Parte I e II

553 47 126
                                    



I

A aurora trouxe uma manhã atipicamente fria.

Johan acordou antes mesmo de a aurora surgir, e antes mesmo percebeu o frio atípico quando teve que sair de baixo do manto que lhe aquecia, feito de pedaços de retalhos que sua mãe havia costurado. Não só o ar congelante mostrou ao jovem Johan que seria uma manhã mais chata para se levantar, mas ao colocar os pés no chão de terra batida, tomou um choque gélido que talvez dispensasse o jovem a ir até a bacia para lavar seu rosto.

A droga da água deve estar pior. Pensou desanimadamente o rapaz.

Sem mais delongas, Johan se pôs sentado, calçou suas botas e foi selar seu gélido destino. Enquanto terminava de se arrumar, as frestas da parede, feita de ripas de madeira já denunciavam o que sua velha tia estava preparando para o desjejum.

Chá Verde e... Talvez aquele pão de anteontem. Arriscou.

Palpite certeiro. Na pequena mesa quadrada, que ficava junto ao pé da simples lareira de barro, estava o pão de dois dias atrás. O chá, claro, estava na pequena caldeira, suspensa acima do fogo e sustentada pela sua alça enroscada em um gancho fundido a uma haste que ia de um canto ao outro da lareira. A luminescência azul da manhã entrava pela janela escancarada que sua tia havia aberto, e entrando junto ao azul, o frio. Logo que Johan sentou-se à mesa, sua tia serviu o chá em sua caneca de chumbo fundido e ele envolveu as mãos na caneca para confortá-las daquele frio incomum.

Sua tia desatou o nó do pano que envolvia o pão de anteontem e depois afagou o cabelo volumoso e castanho claro do rapaz.

-Bom dia, filho - Disse sua tia enquanto ia de um lado para o outro arrumando a cozinha.

-Bom dia, tia Anna – Respondeu o jovem enquanto avançava em mordidas constantes no pão de anteontem.

Têm de ser bom. Aquele dia era importante para Johan. Aquele era o dia em que seria revelado para onde os jovens seriam designados a trabalhar, para o rei e pelo reino de Tallhart. Johan havia se alistado e tinha em mente um só lugar para servir o reino. Só havia um lugar a servir onde orgulharia seu falecido pai e, esse lugar, claro, era na guarda do reino. Fosse na infantaria de lanceiros, na de espadas, com um arco ou até mesmo na pequena frota Tallhartina. Onde quer que fosse, Johan queria – devia - ser igual ao pai. Queria ser a lança de Tallhart. Queria ser a espada de Tallhart. O escudo. Queria ser parte da defesa do reino. Queria ser a maior defesa contra o ataque dos homens do oeste. Desde a última grande guerra em Héstia, ficou a cargo do reino de Tallhart ser a primeira e maior defesa da parte leste do continente.
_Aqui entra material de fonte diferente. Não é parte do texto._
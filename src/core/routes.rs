//! Route pattern override engine.
//!
//! Author patterns map a route template (`/blog/[slug]`) to a page file.
//! Users may remove a pattern or rename it, as long as every parameter
//! segment stays in the same position.

use camino::{Utf8Path, Utf8PathBuf};
use indexmap::IndexMap;
use serde::Serialize;
use serde_json::Value;
use tracing::{debug, warn};

use crate::{
    error::{ThemeError, ThemeResult},
    infra::{
        path::{PAGE_FORMATS, PatternUtils, SlashUtils},
        walk::FileWalker,
    },
};

/// What a user asked for one author pattern
#[derive(Debug, Clone, PartialEq, Eq)]
pub enum PageOverride
{
    Keep,
    Remove,
    Rename(String),
}

impl PageOverride
{
    /// Falsy values remove, non-empty strings rename, anything else keeps.
    pub fn classify(value: &Value) -> Self
    {
        match value
        {
            Value::Null | Value::Bool(false) => Self::Remove,
            Value::String(pattern) if pattern.is_empty() => Self::Remove,
            Value::String(pattern) => Self::Rename(pattern.clone()),
            Value::Number(n) if n.as_f64() == Some(0.0) => Self::Remove,
            _ => Self::Keep,
        }
    }
}

/// Route handed to the host for injection
#[derive(Debug, Clone, PartialEq, Eq, Serialize)]
pub struct InjectedRoute
{
    pub pattern: String,
    pub entrypoint: Utf8PathBuf,
}

/// Result of applying user page overrides.
#[derive(Debug, Clone, Default, PartialEq, Eq, Serialize)]
pub struct PageOverrideOutcome
{
    /// Final route table, in the author's pattern order
    pub patterns: IndexMap<String, Utf8PathBuf>,

    /// Renamed patterns, old to new, in override order
    pub override_log: IndexMap<String, String>,

    /// Every author pattern and what became of it (`None` means removed)
    pub resolved: IndexMap<String, Option<String>>,
}

impl PageOverrideOutcome
{
    pub fn injected_routes(&self) -> Vec<InjectedRoute>
    {
        self.patterns
            .iter()
            .map(|(pattern, entrypoint)| InjectedRoute {
                pattern: pattern.clone(),
                entrypoint: entrypoint.clone(),
            })
            .collect()
    }
}

/// Normalize a replacement pattern (one leading slash, no trailing slash)
/// and check it keeps the parameter shape of `old`.
pub fn normalize_page_override(
    old: &str,
    new: &str,
) -> ThemeResult<String>
{
    let normalized = SlashUtils::add_leading(SlashUtils::strip_trailing(new));

    if !PatternUtils::validate_pattern(&normalized, old)
    {
        return Err(ThemeError::InvalidPageOverride { old: old.to_string(), new: normalized });
    }

    Ok(normalized)
}

/// Apply `overrides` to `author`.
///
/// Keys the author never declared are ignored. The final table is built in
/// author order, so override iteration order only affects `override_log`.
/// Two patterns landing on the same key is an error.
pub fn apply_page_overrides(
    author: &IndexMap<String, Utf8PathBuf>,
    overrides: &IndexMap<String, Value>,
) -> ThemeResult<PageOverrideOutcome>
{
    let mut decisions: IndexMap<&str, PageOverride> = IndexMap::new();
    let mut override_log = IndexMap::new();

    for (old, value) in overrides
    {
        if !author.contains_key(old)
        {
            debug!(pattern = %old, "ignoring override for undeclared page");
            continue;
        }

        let decision = match PageOverride::classify(value)
        {
            PageOverride::Rename(new) =>
            {
                let new = normalize_page_override(old, &new)?;
                override_log.insert(old.clone(), new.clone());
                PageOverride::Rename(new)
            }
            other => other,
        };

        decisions.insert(old.as_str(), decision);
    }

    let mut patterns: IndexMap<String, Utf8PathBuf> = IndexMap::new();
    let mut owners: IndexMap<String, String> = IndexMap::new();
    let mut resolved = IndexMap::new();

    for (pattern, entrypoint) in author
    {
        let target = match decisions.get(pattern.as_str())
        {
            Some(PageOverride::Remove) =>
            {
                debug!(pattern = %pattern, "page removed by user");
                resolved.insert(pattern.clone(), None);
                continue;
            }
            Some(PageOverride::Rename(new)) => new.clone(),
            Some(PageOverride::Keep) | None => pattern.clone(),
        };

        if let Some(first) = owners.get(&target)
        {
            return Err(ThemeError::PatternCollision {
                pattern: target,
                first: first.clone(),
                second: pattern.clone(),
            });
        }

        owners.insert(target.clone(), pattern.clone());
        resolved.insert(pattern.clone(), Some(target.clone()));
        patterns.insert(target, entrypoint.clone());
    }

    Ok(PageOverrideOutcome { patterns, override_log, resolved })
}

/// Derive author patterns from the page files under `pages_dir`.
///
/// The pattern is the file path without extension, a trailing `index`
/// segment dropped. Files or directories starting with `_` are private.
/// A missing directory yields no pages.
pub fn discover_pages(pages_dir: &Utf8Path) -> ThemeResult<IndexMap<String, Utf8PathBuf>>
{
    let glob = format!("**/*.{{{}}}", PAGE_FORMATS.join(","));
    let files = FileWalker::new(&[glob])?.expand(pages_dir);

    let mut pages = IndexMap::new();

    for file in files
    {
        let Ok(relative) = file.strip_prefix(pages_dir)
        else
        {
            continue;
        };

        let Some(pattern) = page_pattern(relative)
        else
        {
            continue;
        };

        if let Some(existing) = pages.get(&pattern)
        {
            warn!(pattern = %pattern, kept = %existing, skipped = %file, "two pages share a route pattern");
            continue;
        }

        pages.insert(pattern, file);
    }

    debug!(dir = %pages_dir, count = pages.len(), "discovered pages");

    Ok(pages)
}

/// `blog/[slug].astro` → `/blog/[slug]`, `index.md` → `/`
fn page_pattern(relative: &Utf8Path) -> Option<String>
{
    let mut segments: Vec<&str> = relative
        .components()
        .map(|c| c.as_str())
        .collect();

    if segments
        .iter()
        .any(|s| s.starts_with('_'))
    {
        return None;
    }

    let file = segments.pop()?;
    if file.ends_with(".d.ts")
    {
        return None;
    }

    let stem = relative.file_stem()?;
    if stem != "index"
    {
        segments.push(stem);
    }

    Some(SlashUtils::add_leading(&segments.join("/")))
}

#[cfg(test)]
mod tests
{
    use std::fs;

    use serde_json::json;
    use tempfile::TempDir;

    use super::*;
    use crate::infra::path::PathUtils;

    fn author() -> IndexMap<String, Utf8PathBuf>
    {
        [("/", "/t/index.astro"), ("/blog", "/t/blog/index.astro"), ("/blog/[slug]", "/t/blog/[slug].astro")]
            .into_iter()
            .map(|(p, e)| (p.to_string(), Utf8PathBuf::from(e)))
            .collect()
    }

    fn overrides(value: Value) -> IndexMap<String, Value>
    {
        serde_json::from_value(value).unwrap()
    }

    #[test]
    fn classify_values()
    {
        assert_eq!(PageOverride::classify(&json!(false)), PageOverride::Remove);
        assert_eq!(PageOverride::classify(&json!(null)), PageOverride::Remove);
        assert_eq!(PageOverride::classify(&json!("")), PageOverride::Remove);
        assert_eq!(PageOverride::classify(&json!(true)), PageOverride::Keep);
        assert_eq!(PageOverride::classify(&json!("/x")), PageOverride::Rename("/x".into()));
    }

    #[test]
    fn rename_preserving_params()
    {
        let outcome = apply_page_overrides(&author(), &overrides(json!({ "/blog/[slug]": "posts/[slug]/" }))).unwrap();

        assert_eq!(
            outcome
                .patterns
                .keys()
                .collect::<Vec<_>>(),
            vec!["/", "/blog", "/posts/[slug]"]
        );
        assert_eq!(outcome.patterns["/posts/[slug]"], "/t/blog/[slug].astro");
        assert_eq!(outcome.override_log["/blog/[slug]"], "/posts/[slug]");
        assert_eq!(outcome.resolved["/blog/[slug]"].as_deref(), Some("/posts/[slug]"));
    }

    #[test]
    fn rename_changing_params_is_rejected()
    {
        let err = apply_page_overrides(&author(), &overrides(json!({ "/blog": "/blog/[slug]" }))).unwrap_err();

        match err
        {
            ThemeError::InvalidPageOverride { old, new } =>
            {
                assert_eq!(old, "/blog");
                assert_eq!(new, "/blog/[slug]");
            }
            other => panic!("unexpected {other}"),
        }
    }

    #[test]
    fn falsy_removes_route()
    {
        let outcome = apply_page_overrides(&author(), &overrides(json!({ "/blog": false }))).unwrap();

        assert!(
            !outcome
                .patterns
                .contains_key("/blog")
        );
        assert_eq!(outcome.resolved["/blog"], None);
        assert!(
            outcome
                .injected_routes()
                .iter()
                .all(|r| r.entrypoint != "/t/blog/index.astro")
        );
    }

    #[test]
    fn unknown_keys_are_ignored()
    {
        let outcome = apply_page_overrides(&author(), &overrides(json!({ "/nope": false, "/other": "/x" }))).unwrap();

        assert_eq!(outcome.patterns, author());
        assert!(
            outcome
                .override_log
                .is_empty()
        );
    }

    #[test]
    fn override_order_does_not_change_the_table()
    {
        let a = apply_page_overrides(&author(), &overrides(json!({ "/": "/home", "/blog": false }))).unwrap();
        let b = apply_page_overrides(&author(), &overrides(json!({ "/blog": false, "/": "/home" }))).unwrap();

        assert_eq!(a.patterns, b.patterns);
        assert_eq!(a.resolved, b.resolved);
    }

    #[test]
    fn swapping_patterns_is_allowed()
    {
        let author: IndexMap<String, Utf8PathBuf> = [("/a", "/t/a.astro"), ("/b", "/t/b.astro")]
            .into_iter()
            .map(|(p, e)| (p.to_string(), Utf8PathBuf::from(e)))
            .collect();

        let outcome = apply_page_overrides(&author, &overrides(json!({ "/a": "/b", "/b": "/a" }))).unwrap();

        assert_eq!(outcome.patterns["/b"], "/t/a.astro");
        assert_eq!(outcome.patterns["/a"], "/t/b.astro");
    }

    #[test]
    fn landing_on_an_existing_pattern_is_a_collision()
    {
        let err = apply_page_overrides(&author(), &overrides(json!({ "/blog": "/" }))).unwrap_err();

        assert!(matches!(err, ThemeError::PatternCollision { ref pattern, .. } if pattern == "/"));
    }

    #[test]
    fn discovers_pages_from_files()
    {
        let tmp = TempDir::new().unwrap();
        let root = PathUtils::to_utf8(
            tmp.path()
                .to_path_buf(),
        )
        .unwrap();

        for rel in ["index.astro", "blog/index.md", "blog/[slug].astro", "_partials/Card.astro", "_draft.astro", "api/feed.xml.ts", "notes.txt"]
        {
            let path = root.join(rel);
            fs::create_dir_all(
                path.parent()
                    .unwrap(),
            )
            .unwrap();
            fs::write(path, "").unwrap();
        }

        let pages = discover_pages(&root).unwrap();

        let mut patterns: Vec<_> = pages
            .keys()
            .cloned()
            .collect();
        patterns.sort();
        assert_eq!(patterns, vec!["/", "/api/feed.xml", "/blog", "/blog/[slug]"]);
        assert_eq!(pages["/blog"], root.join("blog/index.md"));
    }

    #[test]
    fn missing_pages_dir_is_empty()
    {
        assert!(
            discover_pages(Utf8Path::new("/no/such/pages"))
                .unwrap()
                .is_empty()
        );
    }
}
Johan tinha ansiedade, logo, Johan tinha pressa.

Comeu tão rápido quanto arrumou sua trouxa de roupas, e logo se pôs para fora. Lá fora, se pôs a observar o lugar onde havia crescido. Chamavam o povoado de Vale Camponês, uma região rural que atendia as demandas de grãos do reino. De longe podia ver sua carona. Johan teve a sorte de ser época de recolhimento da safra e conhecia o velho Dusk, um dos mais antigos carroceiros do Vale Camponês. O velho Dusk havia levado seu pai para o reino de Tallhart, seu pai tinha a mesma idade que Johan naquela época. O velho Dusk havia levado o pai e agora estava levando o filho. Tudo o que Johan mais queria era seguir os passos do pai.

- Vai sentir falta desse lugar, meu filho? – Perguntou Tia Anna, saindo de dentro do casebre com outra trouxa nas mãos.

- Muito mais de você, tia Anna – Respondeu o rapaz abraçando-a. Mais uma vez tia Anna acariciou seus cabelos. Daquela vez Johan reparou no cabelo da tia, era um mesclado de castanho claro e grisalho, preso com um fino e escuro pedaço de vareta. Como o tempo passou. Observou. – O que tem aí tia? – Perguntou.